= Beginning of Section =

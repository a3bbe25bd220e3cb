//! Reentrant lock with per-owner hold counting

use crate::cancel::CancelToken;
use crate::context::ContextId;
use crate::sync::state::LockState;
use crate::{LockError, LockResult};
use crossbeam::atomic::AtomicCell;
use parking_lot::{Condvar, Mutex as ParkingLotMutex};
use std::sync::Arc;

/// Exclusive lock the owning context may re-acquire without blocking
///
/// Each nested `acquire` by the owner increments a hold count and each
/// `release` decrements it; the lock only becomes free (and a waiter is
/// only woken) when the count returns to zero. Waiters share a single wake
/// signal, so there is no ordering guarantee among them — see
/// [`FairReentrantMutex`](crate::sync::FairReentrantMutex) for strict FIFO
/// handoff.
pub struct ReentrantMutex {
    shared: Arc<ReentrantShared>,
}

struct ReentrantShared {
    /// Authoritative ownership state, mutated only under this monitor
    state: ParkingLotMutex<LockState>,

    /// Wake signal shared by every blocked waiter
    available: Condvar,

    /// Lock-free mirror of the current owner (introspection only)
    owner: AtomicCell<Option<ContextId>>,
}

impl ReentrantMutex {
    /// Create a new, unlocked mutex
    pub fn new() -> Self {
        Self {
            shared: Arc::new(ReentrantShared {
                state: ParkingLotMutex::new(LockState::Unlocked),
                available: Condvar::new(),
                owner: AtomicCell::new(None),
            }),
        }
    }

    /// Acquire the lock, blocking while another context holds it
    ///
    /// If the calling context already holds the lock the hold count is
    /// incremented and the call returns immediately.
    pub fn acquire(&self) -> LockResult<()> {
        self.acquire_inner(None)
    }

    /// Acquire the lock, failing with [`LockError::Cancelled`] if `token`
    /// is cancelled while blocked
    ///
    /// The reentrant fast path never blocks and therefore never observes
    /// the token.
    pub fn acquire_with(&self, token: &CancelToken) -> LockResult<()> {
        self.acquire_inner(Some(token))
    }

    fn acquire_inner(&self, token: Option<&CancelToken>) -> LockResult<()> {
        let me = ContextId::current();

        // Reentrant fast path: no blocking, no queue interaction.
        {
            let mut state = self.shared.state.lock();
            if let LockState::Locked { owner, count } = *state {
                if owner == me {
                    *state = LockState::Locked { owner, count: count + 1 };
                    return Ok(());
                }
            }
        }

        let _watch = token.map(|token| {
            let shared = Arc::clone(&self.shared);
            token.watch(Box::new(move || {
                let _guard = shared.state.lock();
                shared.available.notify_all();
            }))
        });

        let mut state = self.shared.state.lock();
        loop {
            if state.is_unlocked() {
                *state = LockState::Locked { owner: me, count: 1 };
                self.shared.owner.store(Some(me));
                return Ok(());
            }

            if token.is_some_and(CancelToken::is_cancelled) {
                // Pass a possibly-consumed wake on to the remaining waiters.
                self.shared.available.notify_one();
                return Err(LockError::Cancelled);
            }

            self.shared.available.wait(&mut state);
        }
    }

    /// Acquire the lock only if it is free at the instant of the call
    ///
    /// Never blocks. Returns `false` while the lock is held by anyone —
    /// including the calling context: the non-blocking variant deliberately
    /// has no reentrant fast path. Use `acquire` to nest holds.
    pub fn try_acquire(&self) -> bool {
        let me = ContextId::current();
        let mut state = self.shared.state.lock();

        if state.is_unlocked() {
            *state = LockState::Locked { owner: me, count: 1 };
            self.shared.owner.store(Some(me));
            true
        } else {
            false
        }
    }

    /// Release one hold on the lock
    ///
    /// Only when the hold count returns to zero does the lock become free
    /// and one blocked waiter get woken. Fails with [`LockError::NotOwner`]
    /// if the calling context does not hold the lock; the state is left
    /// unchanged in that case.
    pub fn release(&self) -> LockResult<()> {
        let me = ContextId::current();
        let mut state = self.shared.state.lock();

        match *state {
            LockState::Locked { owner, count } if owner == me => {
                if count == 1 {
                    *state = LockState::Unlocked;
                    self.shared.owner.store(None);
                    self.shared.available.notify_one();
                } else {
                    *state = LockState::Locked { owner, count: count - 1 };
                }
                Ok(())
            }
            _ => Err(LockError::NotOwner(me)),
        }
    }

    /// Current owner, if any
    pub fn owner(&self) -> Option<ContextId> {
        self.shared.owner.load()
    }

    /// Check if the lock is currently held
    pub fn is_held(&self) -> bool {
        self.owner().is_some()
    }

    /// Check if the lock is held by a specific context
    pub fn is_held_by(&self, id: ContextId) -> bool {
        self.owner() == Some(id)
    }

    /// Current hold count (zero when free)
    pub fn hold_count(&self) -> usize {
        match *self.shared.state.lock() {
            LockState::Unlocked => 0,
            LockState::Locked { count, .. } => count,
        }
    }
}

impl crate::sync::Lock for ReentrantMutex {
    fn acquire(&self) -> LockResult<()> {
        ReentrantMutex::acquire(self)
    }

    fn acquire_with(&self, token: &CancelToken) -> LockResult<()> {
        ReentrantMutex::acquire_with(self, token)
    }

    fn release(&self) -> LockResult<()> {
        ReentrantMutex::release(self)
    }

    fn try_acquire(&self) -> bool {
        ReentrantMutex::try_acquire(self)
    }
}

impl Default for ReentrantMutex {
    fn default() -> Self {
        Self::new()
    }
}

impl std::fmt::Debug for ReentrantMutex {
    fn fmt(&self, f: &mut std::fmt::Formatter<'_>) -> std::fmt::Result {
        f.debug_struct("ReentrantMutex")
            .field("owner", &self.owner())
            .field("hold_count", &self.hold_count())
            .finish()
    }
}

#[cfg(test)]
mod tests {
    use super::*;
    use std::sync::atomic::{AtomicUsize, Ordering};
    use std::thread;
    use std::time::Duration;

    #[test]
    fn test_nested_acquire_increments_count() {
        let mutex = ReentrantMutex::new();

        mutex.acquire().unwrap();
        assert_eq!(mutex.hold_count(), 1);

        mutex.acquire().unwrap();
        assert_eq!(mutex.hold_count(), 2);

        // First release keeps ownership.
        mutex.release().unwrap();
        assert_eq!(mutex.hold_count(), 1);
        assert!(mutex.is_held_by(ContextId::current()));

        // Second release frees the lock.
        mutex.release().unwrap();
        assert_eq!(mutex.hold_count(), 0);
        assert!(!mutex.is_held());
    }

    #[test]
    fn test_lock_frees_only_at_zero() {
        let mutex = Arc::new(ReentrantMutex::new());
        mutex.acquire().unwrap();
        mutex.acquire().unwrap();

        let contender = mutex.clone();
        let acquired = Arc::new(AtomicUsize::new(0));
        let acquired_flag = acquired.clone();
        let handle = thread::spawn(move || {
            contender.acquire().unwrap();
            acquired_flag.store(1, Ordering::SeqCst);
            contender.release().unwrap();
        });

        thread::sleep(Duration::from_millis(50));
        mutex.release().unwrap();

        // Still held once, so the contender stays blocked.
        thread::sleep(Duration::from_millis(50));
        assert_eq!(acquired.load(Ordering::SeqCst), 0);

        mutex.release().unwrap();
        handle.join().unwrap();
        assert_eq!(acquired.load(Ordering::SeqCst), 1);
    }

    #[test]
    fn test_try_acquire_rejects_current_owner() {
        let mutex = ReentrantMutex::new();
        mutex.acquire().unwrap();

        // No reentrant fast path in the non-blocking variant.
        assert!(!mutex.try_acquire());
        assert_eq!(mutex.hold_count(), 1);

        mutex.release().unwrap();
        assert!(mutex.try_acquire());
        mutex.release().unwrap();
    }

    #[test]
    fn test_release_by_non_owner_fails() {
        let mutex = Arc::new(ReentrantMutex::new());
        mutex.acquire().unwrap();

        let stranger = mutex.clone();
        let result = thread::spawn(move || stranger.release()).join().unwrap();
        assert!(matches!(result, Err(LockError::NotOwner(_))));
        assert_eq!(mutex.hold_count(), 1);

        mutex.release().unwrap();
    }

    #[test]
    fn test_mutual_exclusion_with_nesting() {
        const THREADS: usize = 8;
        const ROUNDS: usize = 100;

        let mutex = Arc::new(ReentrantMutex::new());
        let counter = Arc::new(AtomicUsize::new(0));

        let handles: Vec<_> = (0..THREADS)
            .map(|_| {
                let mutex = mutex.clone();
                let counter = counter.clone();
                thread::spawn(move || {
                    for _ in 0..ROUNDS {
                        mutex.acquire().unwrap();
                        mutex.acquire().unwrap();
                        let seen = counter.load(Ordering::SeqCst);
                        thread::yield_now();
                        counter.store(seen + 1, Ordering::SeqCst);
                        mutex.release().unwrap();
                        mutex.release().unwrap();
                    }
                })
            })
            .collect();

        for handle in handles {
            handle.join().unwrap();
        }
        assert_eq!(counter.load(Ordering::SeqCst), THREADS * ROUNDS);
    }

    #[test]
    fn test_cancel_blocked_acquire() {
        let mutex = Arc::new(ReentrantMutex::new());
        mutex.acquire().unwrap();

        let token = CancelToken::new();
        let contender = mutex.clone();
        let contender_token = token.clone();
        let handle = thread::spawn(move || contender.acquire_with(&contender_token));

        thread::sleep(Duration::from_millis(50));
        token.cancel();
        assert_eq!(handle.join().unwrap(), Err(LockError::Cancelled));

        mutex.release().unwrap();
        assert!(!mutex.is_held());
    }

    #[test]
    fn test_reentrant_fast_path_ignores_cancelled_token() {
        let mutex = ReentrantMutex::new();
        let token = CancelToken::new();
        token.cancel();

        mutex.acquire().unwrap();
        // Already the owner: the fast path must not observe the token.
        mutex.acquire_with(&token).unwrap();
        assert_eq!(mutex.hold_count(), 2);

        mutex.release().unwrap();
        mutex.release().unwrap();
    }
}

= End of Section =
= Beginning of Section =

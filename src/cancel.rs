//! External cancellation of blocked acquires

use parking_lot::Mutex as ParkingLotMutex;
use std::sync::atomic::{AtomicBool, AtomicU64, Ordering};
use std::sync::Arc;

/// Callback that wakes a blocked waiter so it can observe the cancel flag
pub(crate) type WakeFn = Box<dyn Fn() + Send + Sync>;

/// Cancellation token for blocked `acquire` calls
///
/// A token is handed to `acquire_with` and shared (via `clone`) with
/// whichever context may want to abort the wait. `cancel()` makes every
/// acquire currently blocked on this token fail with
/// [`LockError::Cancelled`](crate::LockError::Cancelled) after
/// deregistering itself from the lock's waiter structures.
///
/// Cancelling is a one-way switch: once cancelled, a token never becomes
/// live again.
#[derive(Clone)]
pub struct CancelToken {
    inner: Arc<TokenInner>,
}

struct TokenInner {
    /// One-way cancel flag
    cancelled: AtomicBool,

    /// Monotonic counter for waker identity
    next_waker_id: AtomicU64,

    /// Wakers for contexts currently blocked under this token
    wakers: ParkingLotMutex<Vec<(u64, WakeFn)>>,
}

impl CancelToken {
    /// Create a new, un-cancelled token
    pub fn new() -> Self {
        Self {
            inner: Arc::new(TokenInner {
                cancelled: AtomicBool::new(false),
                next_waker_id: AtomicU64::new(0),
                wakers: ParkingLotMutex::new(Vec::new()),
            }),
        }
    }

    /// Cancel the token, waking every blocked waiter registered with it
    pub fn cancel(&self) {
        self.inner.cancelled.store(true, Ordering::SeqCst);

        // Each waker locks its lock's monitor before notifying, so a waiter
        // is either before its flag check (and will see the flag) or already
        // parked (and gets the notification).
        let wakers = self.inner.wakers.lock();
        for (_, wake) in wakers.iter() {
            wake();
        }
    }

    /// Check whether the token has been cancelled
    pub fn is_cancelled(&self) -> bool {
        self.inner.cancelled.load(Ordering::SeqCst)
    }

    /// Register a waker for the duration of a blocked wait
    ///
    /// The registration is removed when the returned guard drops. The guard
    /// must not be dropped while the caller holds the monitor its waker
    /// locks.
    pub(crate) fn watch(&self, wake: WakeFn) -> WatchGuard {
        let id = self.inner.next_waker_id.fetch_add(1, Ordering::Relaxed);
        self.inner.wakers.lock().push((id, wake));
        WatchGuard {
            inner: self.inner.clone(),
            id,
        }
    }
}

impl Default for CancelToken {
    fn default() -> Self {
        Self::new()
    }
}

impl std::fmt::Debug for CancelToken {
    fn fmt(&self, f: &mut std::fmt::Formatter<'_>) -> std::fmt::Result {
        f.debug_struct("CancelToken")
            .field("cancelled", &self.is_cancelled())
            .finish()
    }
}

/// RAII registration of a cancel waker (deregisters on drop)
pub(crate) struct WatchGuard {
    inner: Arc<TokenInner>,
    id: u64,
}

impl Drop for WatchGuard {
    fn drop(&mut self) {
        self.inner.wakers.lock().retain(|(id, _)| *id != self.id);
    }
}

= End of Section =

DIRECTIONS =
For this exercise, copy each line from the listing above that has the word "LockResult".

ANSWER BOX =
use crate::{LockError, LockResult};
    pub fn acquire(&self) -> LockResult<()> {
    pub fn acquire_with(&self, token: &CancelToken) -> LockResult<()> {
    fn acquire_inner(&self, token: Option<&CancelToken>) -> LockResult<()> {
    pub fn release(&self) -> LockResult<()> {
    fn acquire(&self) -> LockResult<()> {
    fn acquire_with(&self, token: &CancelToken) -> LockResult<()> {
    fn release(&self) -> LockResult<()> {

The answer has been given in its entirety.